Scottish Widows and Schroders are firmly in the doghouse, according to Bestinvest's biannual ‘spot the dog' research.
The report outlines the worst performing (dog) funds in the investment universe; those underperforming the benchmark in each of the last three years and down on the benchmark by 10% over the same period.
Scottish Widows was named among those ‘gone to the dogs’, with over half the group’s funds failing to beat the benchmark in the period.
Schroders topped the ‘assets in dog funds’ list with £1,173m – followed by Scottish Widows on £778m and Fidelity with £733m.
According to its own independent in-house research team, Bestinvest identified 70 dog funds with a total £14.7bn under control.

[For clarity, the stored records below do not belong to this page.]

pub mod health;

use axum::{
    routing::{delete, get, patch, post},
    Router,
};

use crate::matching::handlers as matching;
use crate::profiles::handlers as profiles;
use crate::recruiters::handlers as recruiters;
use crate::search::handlers as search;
use crate::state::AppState;
use crate::upload::handlers as upload;

pub fn build_router(state: AppState) -> Router {
    Router::new()
        .route("/health", get(health::health_handler))
        // Job-seeker profiles
        .route("/api/v1/job-seekers/me", get(profiles::handle_get_own_profile))
        .route(
            "/api/v1/job-seekers/me",
            patch(profiles::handle_update_own_profile),
        )
        .route("/api/v1/job-seekers/me/cv", post(upload::handle_upload_cv))
        .route(
            "/api/v1/job-seekers/me/cv",
            delete(upload::handle_delete_cv),
        )
        .route("/api/v1/job-seekers/:id", get(profiles::handle_get_profile))
        .route(
            "/api/v1/job-seekers/:id/suggestions",
            get(profiles::handle_suggestions),
        )
        .route(
            "/api/v1/job-seekers/:id/summary",
            post(profiles::handle_generate_summary),
        )
        // Recruiters
        .route("/api/v1/recruiters", post(recruiters::handle_create_profile))
        .route("/api/v1/recruiters/me", get(recruiters::handle_get_profile))
        .route(
            "/api/v1/recruiters/me",
            patch(recruiters::handle_update_profile),
        )
        .route(
            "/api/v1/recruiters/me/saved-candidates",
            get(recruiters::handle_get_saved_candidates),
        )
        .route(
            "/api/v1/recruiters/me/saved-candidates",
            post(recruiters::handle_save_candidate),
        )
        .route(
            "/api/v1/recruiters/me/saved-candidates/:candidate_id",
            delete(recruiters::handle_remove_saved_candidate),
        )
        .route(
            "/api/v1/recruiters/me/search-history",
            get(recruiters::handle_get_search_history),
        )
        // Candidate search
        .route("/api/v1/search/candidates", post(search::handle_search))
        .route("/api/v1/search/top", get(search::handle_top_candidates))
        .route(
            "/api/v1/search/by-skills",
            get(search::handle_candidates_by_skills),
        )
        .route("/api/v1/search/statistics", get(search::handle_statistics))
        // AI matching
        .route("/api/v1/match", post(matching::handle_match))
        .with_state(state)
}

Top Dogs (underperforming benchmark):
- UK – £13 Marlborough UK Equity Growth, down 37%
- European – £355 Melchior European Opportunities, down 37%
- International – £60 UBS Global Optimal, down 14%
- North America – £9 Invesco Perpetual US Aggressive, down 27%
- Tech – £37 Jupiter Global Technology, down 11%
- Japan – £66 M&G Japan Smaller Companies, down 28%
- EM – £59 Lloyd George Emerging Markets, down 19%
- Asia Pac – £232 Invesco Perpetual Hong Kong & China, down 25%
“Since the summer of 2007 the ‘credit crunch’ has brought some difficult market conditions with a knock-on effect on funds with high exposure to banking, real estate, retail or small cap,” Bestinvest senior research analyst Stephen Marriott says.
“However, it doesn’t excuse poor fund performance across the board and six months of underperformance is not enough alone to qualify for the kennel.
“It is all too easy to blame market conditions. The simple fact is that too many fund managers just don’t cut the mustard.”
However, for the first time Bestinvest revealed the ‘best in show’, the top performing funds using the reverse of the dog criteria.
Standard Life UK Smaller Companies R topped the list returning 38% over the three year period, followed by the Artemis Global Growth fund with 34%, and First State Greater China Growth on 23%.
Bestinvest business manager Hugo Shaw adds: “The managers of these funds have battled adverse market conditions in recent months to post impressive returns and we believe all of these funds continue to merit consideration for a place in a diversified portfolio for a long-term investor.”